# In a Bind- Drywall



## Moony_Lupin (Apr 11, 2010)

My drywall guys are here to close in my media room. My guy is going to install RC channels on the ceiling but he wants to put one layer of dry wall up first and then attach the second layer so that the channel is in between the layers. Is this correct install?

I also have green glue that I wanted to use. My question is, should I forego the RC channel and just do double with green glue right to the ceiling?

Is the installation of the RC channel correct. I'm pretty sure the guy knows what he's doing since he's done this in hotels.

Prompt feedback requested.

Thanks


----------



## bpape (Sep 14, 2006)

No. You don't want to do that. You want both layers of drywall together with Green Glue between. 

Standard RC isn't terribly effective IMO and is easy to short out with 1 wrong screw.

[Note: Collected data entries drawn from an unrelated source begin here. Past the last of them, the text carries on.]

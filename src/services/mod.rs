/// OpenAPI documentation generation.
pub mod documentation;
/// Health check service.
pub mod health_service;
/// WebSocket connection and message handling service.
pub mod websocket_service;
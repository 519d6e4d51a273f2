//! Wire-level data transfer objects shared by the relay and its clients.

use time::OffsetDateTime;

pub mod health;
pub mod validation;
pub mod ws;

/// Milliseconds since the Unix epoch, clamped at zero for pre-epoch clocks.
pub(crate) fn unix_millis(time: OffsetDateTime) -> u64 {
    (time.unix_timestamp_nanos() / 1_000_000).max(0) as u64
}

Using Firring channel with RSIC-1 clips is better or even just firring channel rather than RC.

In hotels, you're not worried about subwoofers and high SPL's in general - it's more voice, TV, etc. at much lower levels and relatively little deep bass.

Bryan


----------



## Moony_Lupin (Apr 11, 2010)

My supplier hasn't delivered the RC channel yet anyway. Budget is tight and it was an oversight. Would it be ok to just do the double with green glue right to the ceiling? I also have double insulation in the ceiling.

Thanks so much for your thoughts.


----------



## bpape (Sep 14, 2006)

You won't get as much structural isolation but the double and green glue will still provide some good additional help. Certainly much better than single drywall.

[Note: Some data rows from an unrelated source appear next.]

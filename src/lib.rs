//! Library crate for lofi-lounge-back, exposing modules for the server binary,
//! embedding clients, and integration tests.

pub mod config;
pub mod directory;
pub mod dto;
mod error;
pub mod games;
pub mod routes;
pub mod services;
pub mod state;
pub mod sync;
use axum::{Json, Router, extract::State, routing::get};

use crate::{dto::health::HealthResponse, services::health_service, state::SharedState};

#[utoipa::path(
    get,
    path = "/healthcheck",
    responses((status = 200, description = "Service is healthy", body = HealthResponse))
)]
/// Return the current health status of the backend.
pub async fn healthcheck(State(state): State<SharedState>) -> Json<HealthResponse> {
    let status = health_service::health_status(&state).await;
    Json(status)
}

/// Configure the health routes subtree.
pub fn router() -> Router<SharedState> {
    Router::<SharedState>::new().route("/healthcheck", get(healthcheck))
}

If budget is tight, you can do the poor-mans version and use firring strips perpendicular to the joists and just screw the drywall into that. Pretty low cost and provides a decent benefit.

Bryan


----------



## Moony_Lupin (Apr 11, 2010)

You're the man, Bryan.

Is this what I need then?

http://www.soundisolationstore.com/furring-hat-channel.html


----------



## bpape (Sep 14, 2006)

If you want to do the channel, then yes, that's the stuff. Like I said though - if you want a quick, cheap method, you can do just wood firring strips too. Without the clips, the performance will be pretty similar. 

Bryan


----------



## Moony_Lupin (Apr 11, 2010)

Ok I went ahead and bought the furring channel. It was only like $40 and available just down the street. I'm not going to use clips as those would be a budget breaker. Just so I understand the installation, the channels are attached to the joists and then my two layers of drywall are screwed into the metal part that sticks out, right?

Do I need special screws? That metal looks awfully thin.


----------



## bpape (Sep 14, 2006)

Yes. The channel runs perpendicular to the joists. Sheet metal screws through the drywall into raised part of the channel.

Bryan


----------



## Moony_Lupin (Apr 11, 2010)

I appreciate all of your help today, Bryan.

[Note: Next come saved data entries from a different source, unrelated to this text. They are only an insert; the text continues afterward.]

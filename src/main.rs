//! Lofi Lounge Back binary entrypoint wiring REST and WebSocket layers.

use std::{env, net::SocketAddr, sync::Arc};

use anyhow::Context;
use axum::Router;
use tokio::net::TcpListener;
use tower_http::{cors::CorsLayer, trace::TraceLayer};
use tracing::info;
use tracing_subscriber::{layer::SubscriberExt, util::SubscriberInitExt};

use lofi_lounge_back::{
    config::AppConfig,
    directory::MemoryDirectory,
    routes,
    state::{AppState, SharedState},
};

#[tokio::main]
async fn main() -> anyhow::Result<()> {
    init_tracing();

    let config = AppConfig::load();
    let app_state = AppState::new(config);
    // The in-process directory is authoritative until an external one is wired in.
    app_state
        .install_directory(Arc::new(MemoryDirectory::new()))
        .await;

    let app = build_router(app_state);

    let port = env::var("PORT")
        .or_else(|_| env::var("SERVER_PORT"))
        .ok()
        .and_then(|value| value.parse::<u16>().ok())
        .unwrap_or(8080);

    let addr = SocketAddr::from(([0, 0, 0, 0], port));
    info!(%addr, "starting server");

    let listener = TcpListener::bind(addr).await.context("binding server")?;
    let service = app.into_make_service();
    axum::serve(listener, service)
        .with_graceful_shutdown(shutdown_signal())
        .await
        .context("serving axum")?;

    Ok(())
}

/// Build the top-level router and attach cross-cutting middleware layers.
fn build_router(state: SharedState) -> Router<()> {
    routes::router(state)
        .layer(CorsLayer::permissive())
        .layer(TraceLayer::new_for_http())
}

/// Configure tracing subscribers so logs include spans by default.
fn init_tracing() {
    let env_filter = tracing_subscriber::EnvFilter::try_from_default_env()
        .unwrap_or_else(|_| "info,tower_http=debug".into());
    tracing_subscriber::registry()
        .with(env_filter)
        .with(tracing_subscriber::fmt::layer())
        .init();
}

/// Wait for Ctrl+C or SIGTERM and shut the server down gracefully.
async fn shutdown_signal() {
    #[cfg(unix)]
    {
        use tokio::signal::unix::{SignalKind, signal};

        let mut term = signal(SignalKind::terminate()).expect("install SIGTERM handler");
        tokio::select! {
            _ = tokio::signal::ctrl_c() => {},
            _ = term.recv() => {},
        }
    }

    #[cfg(not(unix))]
    {
        let _ = tokio::signal::ctrl_c().await;
    }
}
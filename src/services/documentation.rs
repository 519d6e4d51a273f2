use utoipa::OpenApi;

#[derive(OpenApi)]
/// Aggregated OpenAPI specification for Lofi Lounge Back.
#[openapi(
    paths(
        crate::routes::health::healthcheck,
        crate::routes::websocket::ws_handler,
    ),
    components(
        schemas(
            crate::dto::health::HealthResponse,
            crate::dto::ws::ClientMessage,
            crate::dto::ws::ServerEvent,
            crate::dto::ws::PlaybackState,
            crate::dto::ws::SeekTo,
            crate::dto::ws::TrackEnded,
        )
    ),
    tags(
        (name = "health", description = "Health check endpoints"),
        (name = "rooms", description = "WebSocket operations for room members"),
    )
)]
pub struct ApiDoc;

After purchasing the furring channel, I've spent the afternoon reading about it on the net. I'm finding conflicting information, so I wanted to see what the folks here thought. 

1) How tight should I screw the flanges to the joists? I'm thinking tight to avoid vibration of the metal in the media room. Also, I'll be screwing both flanges to the joist, right?

2) How far from the wall should I start the furring channel on the perpindicular side and how close to the wall should the run end on each side? I'm thinking about 2 inches both ways. Thoughts?

Thanks for all the free advice and I'm sure I'll have more questions.


----------



## bpape (Sep 14, 2006)

Yes - it should be tight to the joists.

On the PAC clip charts, I believe it's 2" at the end of the channel and 6" parallel to the wall

Bryan


----------